Pizza Woes

by Dual Income No Kids on July 21, 2006 · 0 comments

This posting is about an American icon: Dominos Pizza.

Miel and I had been accumulating shares of Dominos Pizza (DPZ) using the companies dividend reinvestment plan. Over the past two years we managed to buy a total of 158.23 shares of the company making small purchases ($25 to $100 per transaction). However, Dominos iconic status has been overshadowed by some recent financial problems.
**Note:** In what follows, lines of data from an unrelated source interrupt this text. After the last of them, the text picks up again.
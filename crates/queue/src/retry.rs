//! Retry-until-accepted protocols.
//!
//! Each helper attempts a non-blocking queue operation once and, while the
//! queue reports overflow (or underflow for the removal helpers), waits for a
//! retry opportunity and tries again. Two wait strategies exist:
//!
//! * timer variants tick on a fixed interval (`rate`),
//! * `*_event` variants wait on the queue's own signal channel: admission
//!   helpers on the output signal, removal helpers on the input signal.
//!
//! Cancellation is cooperative. When the token fires the helper performs
//! exactly one final attempt and returns its result, so a rejected item is
//! always handed back inside the error. A signal channel closing while
//! waiting is treated the same way. A closed queue ends the loop at once.
//!
//! Batched helpers do not keep a batch together under contention: other
//! producers may interleave between the admitted prefix and later retries.

use std::time::Duration;

use tokio::time::{self, Instant, Interval, MissedTickBehavior};
use tokio_util::sync::CancellationToken;

use crate::capability::{Dequeuer, Enqueuer, Event, Owner, PriorityEnqueuer};
use crate::config::RetryStrategy;
use crate::error::{DequeueError, EnqueueError};
use crate::signal::SignalReceiver;
use crate::wrapper::Priority;

/// Floor applied to timer rates; a zero period cannot drive an interval.
const MIN_RATE: Duration = Duration::from_millis(1);

enum Trigger {
	Timer(Interval),
	Signal(SignalReceiver),
}

impl Trigger {
	fn timer(rate: Duration) -> Self {
		let rate = rate.max(MIN_RATE);
		let mut interval = time::interval_at(Instant::now() + rate, rate);
		interval.set_missed_tick_behavior(MissedTickBehavior::Delay);
		Self::Timer(interval)
	}

	/// Waits for the next retry opportunity. Returns `false` once the
	/// trigger can never fire again.
	async fn wait(&mut self) -> bool {
		match self {
			Self::Timer(interval) => {
				interval.tick().await;
				true
			}
			Self::Signal(rx) => rx.recv().await.is_ok(),
		}
	}
}

/// Shared retry loop.
///
/// `attempt` performs one non-blocking try. `resume` inspects its outcome and
/// either recovers the state for another try (`Ok`) or ends the loop with the
/// outcome (`Err`). The trigger is only built once the first try fails.
async fn drive<S, R>(
	state: S,
	cancel: &CancellationToken,
	trigger: impl FnOnce() -> Trigger,
	mut attempt: impl FnMut(S) -> R,
	resume: impl Fn(R) -> Result<S, R>,
) -> R {
	let mut state = match resume(attempt(state)) {
		Ok(state) => state,
		Err(done) => return done,
	};
	let mut trigger = trigger();
	let mut retries = 0u64;
	loop {
		let woke = tokio::select! {
			biased;
			() = cancel.cancelled() => {
				tracing::trace!(retries, "retry.cancelled");
				false
			}
			open = trigger.wait() => {
				if !open {
					tracing::trace!(retries, "retry.signal_closed");
				}
				open
			}
		};
		if !woke {
			return attempt(state);
		}
		retries += 1;
		state = match resume(attempt(state)) {
			Ok(state) => state,
			Err(done) => return done,
		};
	}
}

fn retry_overflow<T>(outcome: Result<(), EnqueueError<T>>) -> Result<T, Result<(), EnqueueError<T>>> {
	match outcome {
		Err(EnqueueError::Overflow(item)) => Ok(item),
		other => Err(other),
	}
}

fn retry_underflow<T>(outcome: Result<T, DequeueError>) -> Result<(), Result<T, DequeueError>> {
	match outcome {
		Err(DequeueError::Underflow) => Ok(()),
		other => Err(other),
	}
}

/// Per-item priorities for the not-yet-admitted suffix of a batch.
///
/// Overflow always hands back a suffix, so the matching priorities are the
/// same-length suffix of the original slice. A broadcast batch keeps only its
/// first priority, so a suffix that happens to match the slice length is not
/// mistaken for per-item priorities.
fn remaining_priorities(priorities: &[Priority], original_len: usize, remaining: usize) -> &[Priority] {
	if priorities.len() == original_len && remaining <= priorities.len() {
		&priorities[priorities.len() - remaining..]
	} else {
		&priorities[..priorities.len().min(1)]
	}
}

/// Admits `item`, retrying every `rate` until it is accepted.
pub async fn must_priority_enqueue<Q, T>(
	queue: &Q,
	item: T,
	priority: Priority,
	cancel: &CancellationToken,
	rate: Duration,
) -> Result<(), EnqueueError<T>>
where
	Q: PriorityEnqueuer<T> + ?Sized,
{
	drive(
		item,
		cancel,
		|| Trigger::timer(rate),
		|item| queue.priority_enqueue(item, priority),
		retry_overflow,
	)
	.await
}

/// Admits `item`, retrying whenever the queue reports a removal.
pub async fn must_priority_enqueue_event<Q, T>(
	queue: &Q,
	item: T,
	priority: Priority,
	cancel: &CancellationToken,
) -> Result<(), EnqueueError<T>>
where
	Q: PriorityEnqueuer<T> + Event + ?Sized,
{
	drive(
		item,
		cancel,
		|| Trigger::Signal(queue.signal_out()),
		|item| queue.priority_enqueue(item, priority),
		retry_overflow,
	)
	.await
}

/// Admits a batch, retrying the un-admitted suffix every `rate`.
///
/// Per-item priorities stay attached to their items across partial
/// admissions.
pub async fn must_priority_enqueue_multiple<Q, T>(
	queue: &Q,
	items: Vec<T>,
	priorities: &[Priority],
	cancel: &CancellationToken,
	rate: Duration,
) -> Result<(), EnqueueError<Vec<T>>>
where
	Q: PriorityEnqueuer<T> + ?Sized,
{
	let original_len = items.len();
	drive(
		items,
		cancel,
		|| Trigger::timer(rate),
		|items: Vec<T>| {
			let priorities = remaining_priorities(priorities, original_len, items.len());
			queue.priority_enqueue_multiple(items, priorities)
		},
		retry_overflow,
	)
	.await
}

/// Event-driven counterpart of [`must_priority_enqueue_multiple`].
pub async fn must_priority_enqueue_multiple_event<Q, T>(
	queue: &Q,
	items: Vec<T>,
	priorities: &[Priority],
	cancel: &CancellationToken,
) -> Result<(), EnqueueError<Vec<T>>>
where
	Q: PriorityEnqueuer<T> + Event + ?Sized,
{
	let original_len = items.len();
	drive(
		items,
		cancel,
		|| Trigger::Signal(queue.signal_out()),
		|items: Vec<T>| {
			let priorities = remaining_priorities(priorities, original_len, items.len());
			queue.priority_enqueue_multiple(items, priorities)
		},
		retry_overflow,
	)
	.await
}

/// Admits `item` at the default priority, retrying every `rate`.
pub async fn must_enqueue<Q, T>(queue: &Q, item: T, cancel: &CancellationToken, rate: Duration) -> Result<(), EnqueueError<T>>
where
	Q: Enqueuer<T> + ?Sized,
{
	drive(item, cancel, || Trigger::timer(rate), |item| queue.enqueue(item), retry_overflow).await
}

/// Admits `item` at the default priority, retrying whenever the queue
/// reports a removal.
pub async fn must_enqueue_event<Q, T>(queue: &Q, item: T, cancel: &CancellationToken) -> Result<(), EnqueueError<T>>
where
	Q: Enqueuer<T> + Event + ?Sized,
{
	drive(
		item,
		cancel,
		|| Trigger::Signal(queue.signal_out()),
		|item| queue.enqueue(item),
		retry_overflow,
	)
	.await
}

/// Removes the head item, retrying every `rate` while the queue is empty.
pub async fn must_dequeue<Q, T>(queue: &Q, cancel: &CancellationToken, rate: Duration) -> Result<T, DequeueError>
where
	Q: Dequeuer<T> + ?Sized,
{
	drive((), cancel, || Trigger::timer(rate), |()| queue.dequeue(), retry_underflow).await
}

/// Removes the head item, retrying whenever the queue reports an admission.
pub async fn must_dequeue_event<Q, T>(queue: &Q, cancel: &CancellationToken) -> Result<T, DequeueError>
where
	Q: Dequeuer<T> + Event + ?Sized,
{
	drive((), cancel, || Trigger::Signal(queue.signal_in()), |()| queue.dequeue(), retry_underflow).await
}

/// Flushes the queue, retrying every `rate` until at least one item comes
/// out. Returns an empty vector if the queue is closed or cancellation wins
/// with nothing queued.
pub async fn must_flush<Q, T>(queue: &Q, cancel: &CancellationToken, rate: Duration) -> Vec<T>
where
	Q: Dequeuer<T> + Owner<T> + ?Sized,
{
	drive(
		(),
		cancel,
		|| Trigger::timer(rate),
		|()| queue.flush(),
		|items: Vec<T>| {
			if items.is_empty() && !queue.is_closed() {
				Ok(())
			} else {
				Err(items)
			}
		},
	)
	.await
}

/// Admits `item` using the wait strategy from configuration.
pub async fn enqueue_with_strategy<Q, T>(
	queue: &Q,
	item: T,
	priority: Priority,
	strategy: &RetryStrategy,
	cancel: &CancellationToken,
) -> Result<(), EnqueueError<T>>
where
	Q: PriorityEnqueuer<T> + Event + ?Sized,
{
	match strategy.interval() {
		Some(rate) => must_priority_enqueue(queue, item, priority, cancel, rate).await,
		None => must_priority_enqueue_event(queue, item, priority, cancel).await,
	}
}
The company reported disappointing earnings this last quarter, about 3 cents a share less than analysts expected. However, what’s telling about this is that the company fudged their numbers by buying back shares. (For example, assume a company has 10 shares, and earns 10 dollars a quarter. The earnings per share would be 10/10, or 1. However, if the company buys back two shares, leaving a total of 8, the per share earnings are 1.25, or 10/8). The key here is that the company isn’t any more profitable, they are just manipulating the calculations.

Also, Dominos has a LOT of debt. The company’s debt to assets ratio in 2006 was about 2.10, or they owed about 2 dollars and 10 cents for every dollar in assets. In my view, that’s a very high ratio. In fact, its too high.

Finally, it may be that consumer tastes are changing. The success of business like Whole Foods and public concern about obesity may be the reason other greasy fast food outfits like YUM brands aren’t doing well also.

The long and the short of this is that we’ve decided to sell our shares of Dominos. Its been a fun ride, but it looks like its time to get off.